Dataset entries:
--- START ---

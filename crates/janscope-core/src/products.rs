use std::fmt;
use std::str::FromStr;

use rust_decimal::serde::float_option;
use rust_decimal::Decimal;
use serde::de::{self, Visitor};
use serde::{Deserialize, Deserializer, Serialize};

use crate::marketplace::Marketplace;

/// A value that each marketplace may or may not supply for a product.
///
/// Missing keys and explicit `null` both deserialize to `None`, so a record
/// carrying only Rakuten data is as valid as one carrying all three.
#[derive(Debug, Clone, PartialEq, Eq, Serialize, Deserialize)]
#[serde(bound(deserialize = "T: Deserialize<'de>"))]
pub struct PerMarketplace<T> {
    #[serde(default)]
    pub yahoo: Option<T>,
    #[serde(default)]
    pub rakuten: Option<T>,
    #[serde(default)]
    pub ebay: Option<T>,
}

impl<T> Default for PerMarketplace<T> {
    fn default() -> Self {
        Self {
            yahoo: None,
            rakuten: None,
            ebay: None,
        }
    }
}

impl<T> PerMarketplace<T> {
    #[must_use]
    pub fn get(&self, marketplace: Marketplace) -> Option<&T> {
        match marketplace {
            Marketplace::Yahoo => self.yahoo.as_ref(),
            Marketplace::Rakuten => self.rakuten.as_ref(),
            Marketplace::Ebay => self.ebay.as_ref(),
        }
    }

    fn slot_mut(&mut self, marketplace: Marketplace) -> &mut Option<T> {
        match marketplace {
            Marketplace::Yahoo => &mut self.yahoo,
            Marketplace::Rakuten => &mut self.rakuten,
            Marketplace::Ebay => &mut self.ebay,
        }
    }

    /// Sets the value for `marketplace`, returning the updated mapping.
    #[must_use]
    pub fn with(mut self, marketplace: Marketplace, value: T) -> Self {
        *self.slot_mut(marketplace) = Some(value);
        self
    }

    /// Iterates every marketplace in [`Marketplace::ALL`] order, including
    /// the ones with no value.
    pub fn iter(&self) -> impl Iterator<Item = (Marketplace, Option<&T>)> + '_ {
        Marketplace::ALL.into_iter().map(move |m| (m, self.get(m)))
    }

    /// Returns the first marketplace (in priority order) holding a value
    /// accepted by `keep`.
    pub fn first_where<F>(&self, mut keep: F) -> Option<(Marketplace, &T)>
    where
        F: FnMut(&T) -> bool,
    {
        self.iter()
            .find_map(|(m, value)| value.filter(|v| keep(*v)).map(|v| (m, v)))
    }

    #[must_use]
    pub fn is_empty(&self) -> bool {
        self.iter().all(|(_, value)| value.is_none())
    }
}

impl PerMarketplace<String> {
    /// Like [`PerMarketplace::get`], but treats blank strings as absent.
    #[must_use]
    pub fn non_blank(&self, marketplace: Marketplace) -> Option<&str> {
        self.get(marketplace)
            .map(String::as_str)
            .filter(|s| !s.trim().is_empty())
    }
}

/// Observed listing range plus one representative price for a marketplace.
///
/// All three bounds are independently optional. `min <= max` is expected
/// but not guaranteed by the service.
#[derive(Debug, Clone, Default, PartialEq, Eq, Serialize, Deserialize)]
pub struct PriceInfo {
    #[serde(default, deserialize_with = "lenient_price", serialize_with = "float_option::serialize")]
    pub min: Option<Decimal>,
    #[serde(default, deserialize_with = "lenient_price", serialize_with = "float_option::serialize")]
    pub max: Option<Decimal>,
    #[serde(default, deserialize_with = "lenient_price", serialize_with = "float_option::serialize")]
    pub target: Option<Decimal>,
}

impl PriceInfo {
    #[must_use]
    pub fn new(min: Option<Decimal>, max: Option<Decimal>, target: Option<Decimal>) -> Self {
        Self { min, max, target }
    }

    /// Returns both bounds when the range is complete.
    #[must_use]
    pub fn range(&self) -> Option<(Decimal, Decimal)> {
        Some((self.min?, self.max?))
    }
}

/// One aggregated search hit: every marketplace's view of a single product code.
#[derive(Debug, Clone, Default, PartialEq, Eq, Serialize, Deserialize)]
pub struct ProductRecord {
    /// Cross-marketplace product code (JAN). Never rendered.
    #[serde(rename = "jan_code", default)]
    pub code: Option<String>,
    #[serde(rename = "product_name", default, deserialize_with = "null_as_default")]
    pub name: PerMarketplace<String>,
    #[serde(default, deserialize_with = "null_as_default")]
    pub price: PerMarketplace<PriceInfo>,
    #[serde(default, deserialize_with = "null_as_default")]
    pub url: PerMarketplace<String>,
    #[serde(rename = "image_url", default, deserialize_with = "null_as_default")]
    pub image: PerMarketplace<String>,
}

impl ProductRecord {
    /// A marketplace is present when it contributed a name or a price entry.
    #[must_use]
    pub fn is_present(&self, marketplace: Marketplace) -> bool {
        self.name.non_blank(marketplace).is_some() || self.price.get(marketplace).is_some()
    }
}

fn null_as_default<'de, D, T>(deserializer: D) -> Result<T, D::Error>
where
    D: Deserializer<'de>,
    T: Default + Deserialize<'de>,
{
    Ok(Option::<T>::deserialize(deserializer)?.unwrap_or_default())
}

/// Reads one price bound. Numbers and numeric strings become a `Decimal`;
/// `null` and values a `Decimal` cannot hold (e.g. `1e30`) become `None`, so
/// a single bad bound blanks its own slot instead of failing the response.
fn lenient_price<'de, D>(deserializer: D) -> Result<Option<Decimal>, D::Error>
where
    D: Deserializer<'de>,
{
    deserializer.deserialize_any(LenientPrice)
}

struct LenientPrice;

impl<'de> Visitor<'de> for LenientPrice {
    type Value = Option<Decimal>;

    fn expecting(&self, f: &mut fmt::Formatter) -> fmt::Result {
        f.write_str("a price number, numeric string, or null")
    }

    fn visit_unit<E: de::Error>(self) -> Result<Self::Value, E> {
        Ok(None)
    }

    fn visit_none<E: de::Error>(self) -> Result<Self::Value, E> {
        Ok(None)
    }

    fn visit_some<D: Deserializer<'de>>(self, deserializer: D) -> Result<Self::Value, D::Error> {
        deserializer.deserialize_any(self)
    }

    fn visit_i64<E: de::Error>(self, v: i64) -> Result<Self::Value, E> {
        Ok(Some(Decimal::from(v)))
    }

    fn visit_u64<E: de::Error>(self, v: u64) -> Result<Self::Value, E> {
        Ok(Some(Decimal::from(v)))
    }

    fn visit_f64<E: de::Error>(self, v: f64) -> Result<Self::Value, E> {
        Ok(parse_price(&v.to_string()))
    }

    fn visit_str<E: de::Error>(self, v: &str) -> Result<Self::Value, E> {
        Ok(parse_price(v.trim()))
    }
}

fn parse_price(text: &str) -> Option<Decimal> {
    Decimal::from_str(text)
        .or_else(|_| Decimal::from_scientific(text))
        .ok()
}

#[cfg(test)]
mod tests {
    use rust_decimal_macros::dec;
    use serde_json::json;

    use super::*;

    #[test]
    fn deserializes_full_service_payload() {
        let value = json!({
            "jan_code": "4902370548495",
            "product_name": {"yahoo": "Switch", "rakuten": "Nintendo Switch", "ebay": null},
            "price": {
                "yahoo": {"min": 29800, "max": 32978, "target": 29800},
                "rakuten": {"min": 30000.5, "max": 30000.5},
                "ebay": {}
            },
            "url": {"yahoo": "https://shopping.yahoo.co.jp/x"},
            "image_url": {"rakuten": "https://image.rakuten.co.jp/x.jpg"}
        });

        let record: ProductRecord = serde_json::from_value(value).unwrap();
        assert_eq!(record.code.as_deref(), Some("4902370548495"));
        assert_eq!(record.name.get(Marketplace::Yahoo).map(String::as_str), Some("Switch"));
        assert!(record.name.get(Marketplace::Ebay).is_none());

        let yahoo = record.price.get(Marketplace::Yahoo).unwrap();
        assert_eq!(yahoo.min, Some(dec!(29800)));
        assert_eq!(yahoo.max, Some(dec!(32978)));
        assert_eq!(yahoo.target, Some(dec!(29800)));

        let rakuten = record.price.get(Marketplace::Rakuten).unwrap();
        assert_eq!(rakuten.min, Some(dec!(30000.5)));
        assert!(rakuten.target.is_none());

        let ebay = record.price.get(Marketplace::Ebay).unwrap();
        assert_eq!(ebay, &PriceInfo::default());

        assert!(record.url.get(Marketplace::Rakuten).is_none());
        assert!(record.image.get(Marketplace::Yahoo).is_none());
    }

    #[test]
    fn tolerates_missing_and_null_maps() {
        let value = json!({
            "jan_code": null,
            "product_name": {"rakuten": "Widget"},
            "url": null
        });

        let record: ProductRecord = serde_json::from_value(value).unwrap();
        assert!(record.code.is_none());
        assert!(record.price.is_empty());
        assert!(record.url.is_empty());
        assert!(record.image.is_empty());
    }

    #[test]
    fn presence_requires_name_or_price() {
        let record = ProductRecord {
            name: PerMarketplace::default().with(Marketplace::Yahoo, "Widget".to_string()),
            price: PerMarketplace::default().with(Marketplace::Ebay, PriceInfo::default()),
            url: PerMarketplace::default().with(Marketplace::Rakuten, "https://r/x".to_string()),
            ..ProductRecord::default()
        };

        assert!(record.is_present(Marketplace::Yahoo));
        assert!(!record.is_present(Marketplace::Rakuten), "url alone is not presence");
        assert!(record.is_present(Marketplace::Ebay));
    }

    #[test]
    fn blank_name_is_not_presence() {
        let record = ProductRecord {
            name: PerMarketplace::default().with(Marketplace::Rakuten, "   ".to_string()),
            ..ProductRecord::default()
        };
        assert!(!record.is_present(Marketplace::Rakuten));
    }

    #[test]
    fn range_requires_both_bounds() {
        assert_eq!(
            PriceInfo::new(Some(dec!(1)), Some(dec!(2)), None).range(),
            Some((dec!(1), dec!(2)))
        );
        assert!(PriceInfo::new(Some(dec!(1)), None, Some(dec!(1))).range().is_none());
        assert!(PriceInfo::new(None, Some(dec!(2)), None).range().is_none());
    }

    #[test]
    fn first_where_respects_priority_order() {
        let names = PerMarketplace::default()
            .with(Marketplace::Ebay, "C".to_string())
            .with(Marketplace::Rakuten, "B".to_string());
        let (m, v) = names.first_where(|_| true).unwrap();
        assert_eq!(m, Marketplace::Rakuten);
        assert_eq!(v, "B");
    }

    #[test]
    fn out_of_range_price_blanks_only_that_bound() {
        let value = json!([
            {"product_name": {"yahoo": "Widget"}, "price": {"yahoo": {"min": 100, "max": 200}}},
            {"product_name": {"ebay": "Gadget"}, "price": {"ebay": {"min": 1e30, "max": 25.5}}}
        ]);

        let records: Vec<ProductRecord> = serde_json::from_value(value).unwrap();
        assert_eq!(records.len(), 2);
        assert_eq!(records[0].price.get(Marketplace::Yahoo).and_then(|p| p.max), Some(dec!(200)));
        let ebay = records[1].price.get(Marketplace::Ebay).unwrap();
        assert!(ebay.min.is_none());
        assert_eq!(ebay.max, Some(dec!(25.5)));
        assert!(ebay.range().is_none());
    }

    #[test]
    fn numeric_strings_are_prices_and_junk_is_absent() {
        let value = json!({"min": "100", "max": " 1999.5 ", "target": "n/a"});
        let price: PriceInfo = serde_json::from_value(value).unwrap();
        assert_eq!(price.min, Some(dec!(100)));
        assert_eq!(price.max, Some(dec!(1999.5)));
        assert!(price.target.is_none());
    }

    #[test]
    fn prices_serialize_as_numbers() {
        let price = PriceInfo::new(Some(dec!(12.5)), None, Some(dec!(100)));
        let value = serde_json::to_value(&price).unwrap();
        assert_eq!(value["min"], json!(12.5));
        assert!(value["max"].is_null());
    }
}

--- END ---

_Required work_. A word-for-word copy of the entries, from the first line through the line containing "with no value.", is the whole answer.

_Answer for this exercise_.
filename crates/janscope-core/src/products.rs
use std::fmt;
use std::str::FromStr;

use rust_decimal::serde::float_option;
use rust_decimal::Decimal;
use serde::de::{self, Visitor};
use serde::{Deserialize, Deserializer, Serialize};

use crate::marketplace::Marketplace;

/// A value that each marketplace may or may not supply for a product.
///
/// Missing keys and explicit `null` both deserialize to `None`, so a record
/// carrying only Rakuten data is as valid as one carrying all three.
#[derive(Debug, Clone, PartialEq, Eq, Serialize, Deserialize)]
#[serde(bound(deserialize = "T: Deserialize<'de>"))]
pub struct PerMarketplace<T> {
    #[serde(default)]
    pub yahoo: Option<T>,
    #[serde(default)]
    pub rakuten: Option<T>,
    #[serde(default)]
    pub ebay: Option<T>,
}

impl<T> Default for PerMarketplace<T> {
    fn default() -> Self {
        Self {
            yahoo: None,
            rakuten: None,
            ebay: None,
        }
    }
}

impl<T> PerMarketplace<T> {
    #[must_use]
    pub fn get(&self, marketplace: Marketplace) -> Option<&T> {
        match marketplace {
            Marketplace::Yahoo => self.yahoo.as_ref(),
            Marketplace::Rakuten => self.rakuten.as_ref(),
            Marketplace::Ebay => self.ebay.as_ref(),
        }
    }

    fn slot_mut(&mut self, marketplace: Marketplace) -> &mut Option<T> {
        match marketplace {
            Marketplace::Yahoo => &mut self.yahoo,
            Marketplace::Rakuten => &mut self.rakuten,
            Marketplace::Ebay => &mut self.ebay,
        }
    }

    /// Sets the value for `marketplace`, returning the updated mapping.
    #[must_use]
    pub fn with(mut self, marketplace: Marketplace, value: T) -> Self {
        *self.slot_mut(marketplace) = Some(value);
        self
    }

    /// Iterates every marketplace in [`Marketplace::ALL`] order, including
    /// the ones with no value.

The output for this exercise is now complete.